Garlic is often mentioned among the offerings to leave for Hekate, perhaps due to Her role in curing illness:
“There are suggestions of such thinking in the report that the odor of garlic keeps away serpents and scorpions, and that the ancients used raw garlic to cure madness. It is likely no accident that Hecate, chthonic goddess of sorcery who brought on or cured illness, was offered garlic in the form of a wreath to accompany the suppers provided for her at crossroads, which, as we have seen, were associated with her, and that Hecate was believed to punish with madness anyone who dared eat her suppers.

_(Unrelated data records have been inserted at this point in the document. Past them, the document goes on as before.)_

// This Source Code Form is subject to the terms of the Mozilla Public
// License, v. 2.0. If a copy of the MPL was not distributed with this
// file, You can obtain one at https://mozilla.org/MPL/2.0/.

//! An in-memory [`Probe`] double used only by tests (both the per-module
//! unit tests throughout this crate and the dispatcher-level integration
//! tests in `session.rs`). Exercises the breakpoint/watchpoint engines,
//! flash staging and cache sync without real hardware.

use std::collections::HashMap;

use anyhow::{bail, Result};

use crate::probe::{
    ChipInfo, ConnectMode, Probe, RegisterFile, ResetKind, TargetStatus,
};

pub struct FakeProbe {
    pub regs: RegisterFile,
    pub debug32: HashMap<u32, u32>,
    pub mem: HashMap<u32, u8>,
    pub status: TargetStatus,

    pub fp_ctrl_raw: u32,
    pub ctr: u32,
    pub ccr: u32,

    pub page_size: u32,
    pub erased_pattern: u8,
    pub erased_pages: Vec<u32>,
    pub loader_writes: Vec<(u32, usize)>,
    pub loader_running: bool,

    pub fail_erase: bool,
    pub fail_write: bool,
    pub fail_step: bool,
    pub fail_read_mem: bool,

    pub connect_calls: u32,
    pub run_calls: u32,
    pub force_debug_calls: u32,
    pub reopen_count: u32,

    pub semihost_calls: Vec<(u32, u32)>,
    pub semihost_reply: u32,
}

impl FakeProbe {
    pub fn new() -> Self {
        FakeProbe {
            regs: RegisterFile::default(),
            debug32: HashMap::new(),
            mem: HashMap::new(),
            status: TargetStatus::Halted,

            fp_ctrl_raw: 6 << 4, // 6 comparator slots, FPB rev v1
            ctr: 0,              // no cache by default
            ccr: 0,

            page_size: 0x400,
            erased_pattern: 0xff,
            erased_pages: Vec::new(),
            loader_writes: Vec::new(),
            loader_running: false,

            fail_erase: false,
            fail_write: false,
            fail_step: false,
            fail_read_mem: false,

            connect_calls: 0,
            run_calls: 0,
            force_debug_calls: 0,
            reopen_count: 0,

            semihost_calls: Vec::new(),
            semihost_reply: 0,
        }
    }

    pub fn write_mem_direct(&mut self, addr: u32, data: &[u8]) {
        for (i, &b) in data.iter().enumerate() {
            self.mem.insert(addr + i as u32, b);
        }
    }
}

impl Default for FakeProbe {
    fn default() -> Self {
        Self::new()
    }
}

impl Probe for FakeProbe {
    fn connect(&mut self, _mode: ConnectMode) -> Result<()> {
        self.connect_calls += 1;
        Ok(())
    }

    fn force_debug(&mut self) -> Result<()> {
        self.force_debug_calls += 1;
        self.status = TargetStatus::Halted;
        Ok(())
    }

    fn run(&mut self) -> Result<()> {
        self.run_calls += 1;
        self.status = TargetStatus::Running;
        Ok(())
    }

    fn step(&mut self) -> Result<()> {
        if self.fail_step {
            bail!("fake step failure");
        }
        Ok(())
    }

    fn status(&mut self) -> Result<TargetStatus> {
        Ok(self.status)
    }

    fn reset(&mut self, _kind: ResetKind) -> Result<()> {
        self.status = TargetStatus::Halted;
        Ok(())
    }

    fn exit_debug_mode(&mut self) -> Result<()> {
        Ok(())
    }

    fn close(&mut self) -> Result<()> {
        Ok(())
    }

    fn read_all_regs(&mut self) -> Result<RegisterFile> {
        Ok(self.regs)
    }

    fn read_reg(&mut self, i: u32) -> Result<u32> {
        match i {
            0..=15 => Ok(self.regs.r[i as usize]),
            16 => Ok(self.regs.xpsr),
            17 => Ok(self.regs.main_sp),
            18 => Ok(self.regs.process_sp),
            _ => bail!("read_reg: index {i} out of range"),
        }
    }

    fn read_unsupported_reg(&mut self, id: u32) -> Result<u32> {
        match id {
            0x1c => Ok(self.regs.control),
            0x1d => Ok(self.regs.faultmask),
            0x1e => Ok(self.regs.basepri),
            0x1f => Ok(self.regs.primask),
            0x20..=0x3f => Ok(self.regs.s[(id - 0x20) as usize]),
            0x40 => Ok(self.regs.fpscr),
            _ => bail!("read_unsupported_reg: id {id:#x} out of range"),
        }
    }

    fn write_reg(&mut self, value: u32, i: u32) -> Result<()> {
        match i {
            0..=15 => self.regs.r[i as usize] = value,
            16 => self.regs.xpsr = value,
            17 => self.regs.main_sp = value,
            18 => self.regs.process_sp = value,
            _ => bail!("write_reg: index {i} out of range"),
        }
        Ok(())
    }

    fn write_unsupported_reg(&mut self, value: u32, id: u32) -> Result<()> {
        match id {
            0x1c => self.regs.control = value,
            0x1d => self.regs.faultmask = value,
            0x1e => self.regs.basepri = value,
            0x1f => self.regs.primask = value,
            0x20..=0x3f => self.regs.s[(id - 0x20) as usize] = value,
            0x40 => self.regs.fpscr = value,
            _ => bail!("write_unsupported_reg: id {id:#x} out of range"),
        }
        Ok(())
    }

    fn read_mem32(&mut self, addr: u32, len: u32) -> Result<Vec<u8>> {
        if self.fail_read_mem {
            bail!("fake read_mem32 failure");
        }
        Ok((0..len)
            .map(|i| *self.mem.get(&(addr + i)).unwrap_or(&0))
            .collect())
    }

    fn write_mem32(&mut self, addr: u32, data: &[u8]) -> Result<()> {
        self.write_mem_direct(addr, data);
        Ok(())
    }

    fn write_mem8(&mut self, addr: u32, data: &[u8]) -> Result<()> {
        self.write_mem_direct(addr, data);
        Ok(())
    }

    fn read_debug32(&mut self, addr: u32) -> Result<u32> {
        if addr == crate::arm_debug::CM7_CTR {
            return Ok(self.ctr);
        }
        if addr == crate::arm_debug::CM7_CCR {
            return Ok(self.ccr);
        }
        if addr == crate::arm_debug::FP_CTRL {
            return Ok(self.fp_ctrl_raw);
        }
        Ok(*self.debug32.get(&addr).unwrap_or(&0))
    }

    fn write_debug32(&mut self, addr: u32, val: u32) -> Result<()> {
        self.debug32.insert(addr, val);
        Ok(())
    }

    fn calculate_pagesize(&mut self, _addr: u32) -> Result<u32> {
        Ok(self.page_size)
    }

    fn erased_pattern(&self) -> u8 {
        self.erased_pattern
    }

    fn erase_flash_page(&mut self, addr: u32) -> Result<()> {
        if self.fail_erase {
            bail!("fake erase failure");
        }
        self.erased_pages.push(addr);
        Ok(())
    }

    fn flashloader_start(&mut self) -> Result<()> {
        self.loader_running = true;
        Ok(())
    }

    fn flashloader_write(&mut self, addr: u32, data: &[u8]) -> Result<()> {
        if self.fail_write {
            bail!("fake flashloader_write failure");
        }
        self.loader_writes.push((addr, data.len()));
        Ok(())
    }

    fn flashloader_stop(&mut self) -> Result<()> {
        self.loader_running = false;
        Ok(())
    }

    fn semihost(&mut self, r0: u32, r1: u32) -> Result<u32> {
        self.semihost_calls.push((r0, r1));
        Ok(self.semihost_reply)
    }

    fn chip(&self) -> ChipInfo {
        ChipInfo {
            chip_id: 0x413,
            core_id: 0,
            flash_size: 0x10_0000,
            sram_size: 0x2_0000,
            flash_pgsz: self.page_size,
            sys_base: 0x1fff_0000,
            sys_size: 0x7800,
        }
    }
}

Despite the rise of Christianity, Hecate and crossroads offerings did not disappear. Crossroads offerings persisted as late as the eleventh century, when there were reports of the Church attempting to put an end to them. Hecate herself, moreover, led the well-known witch ride of medieval times.” 38
The author goes on to state that there was a secret Romanian society that would use garlic to help cure those believed to be sickened by fairies. Their sponsor was Doamna Zinelor, who represents an altered Romanian version of Diana 39. He then states “In later Roman religion, Diana was associated with Artemis and the chthonic goddess Hecate”40. In this way, Hecate is again tied to garlic.
38 Simoons, Frederick J. 1998. Plants of Life, Plants of Death. USA: University of Wisconsin Press, pg 143-144.
39 Simoons, Frederick J. 1998. Plants of Life, Plants of Death. USA: University of Wisconsin Press, pg 145.
40 Simoons, Frederick J. 1998. Plants of Life, Plants of Death. USA: University of Wisconsin Press, pg 143-144.